A Market for Kidneys (WSJ), November 13, 2007

In the Wall Street Journal on November 13, 2007 in an article title “A Market for Kidneys” the column ECON ONE ON ONE compiled the following views:

U.S. federal law has long banned any compensation for human organs, but with the demand for kidney transplants far outstripping the number of donors, some economists are urging the adoption of market-based innovations to increase supply.One of these is the University of Buffalo’s Julio Elias, who argues that, distasteful or not, monetary incentives are the most efficient way to boost the number of organs available for transplant, and should be introduced. On the other side, Harvard University’s Alvin Roth argues that cultural mores — repugnance — preclude buying and selling of organs. Instead, he says, alternative arrangements, such as so-called organ exchanges, might be a better solution.
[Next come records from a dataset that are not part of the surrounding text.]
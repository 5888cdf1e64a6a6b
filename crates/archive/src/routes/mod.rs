pub mod health;
pub mod readings;

pub use health::*;
pub use readings::*;

use axum::{
    http::StatusCode,
    response::{IntoResponse, Response},
};
use log::error;
use wx_archive_core::{db, DateRangeError};

#[derive(thiserror::Error, Debug)]
pub enum ApiError {
    #[error(transparent)]
    BadDates(#[from] DateRangeError),
    #[error("No readings archived yet")]
    NotFound,
    #[error("Archive unavailable")]
    Storage(#[from] db::Error),
}

impl IntoResponse for ApiError {
    fn into_response(self) -> Response {
        let status = match &self {
            ApiError::BadDates(_) => StatusCode::BAD_REQUEST,
            ApiError::NotFound => StatusCode::NOT_FOUND,
            ApiError::Storage(e) => {
                error!("archive error: {}", e);
                StatusCode::SERVICE_UNAVAILABLE
            }
        };
        (status, self.to_string()).into_response()
    }
}
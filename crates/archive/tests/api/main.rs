mod health;
mod helpers;
mod readings;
What do you think? Join the discussion in our online reader forum.

Julio Elias writes: The only feasible way to eliminate the large queues in the market for kidney transplants is by significantly increasing the supply of kidneys. The introduction of monetary incentives could increase the supply of organs sufficiently to eliminate the large queues, and it would do so without increasing the total cost of kidney transplant surgery by a large percent, as Gary Becker and I show in a paper on the potential of markets for organs.

Even though the benefits of eliminating the organ shortage are significant, many people have opposed proposals to pay for organs, a practice prohibited under present law in almost every country.

Some critics argue that payment is “immoral” because it involves the “commodification” of body parts, or that the poor will be “coerced.” Others are opposed because they simply do not like the idea of the existence of a market for organs. However, conclusions about the morality of using prices to encourage supply or ration demand have changed in the past when they were shown to be effective. One example is a carbon tax to cut pollution; another is the use of willingness to pay to reduce the risk of death to measure the (statistical) value of life. Attitudes about using prices to help eliminate the shortage of organs would also change, I am confident, when it is shown how efficiently prices would solve this problem.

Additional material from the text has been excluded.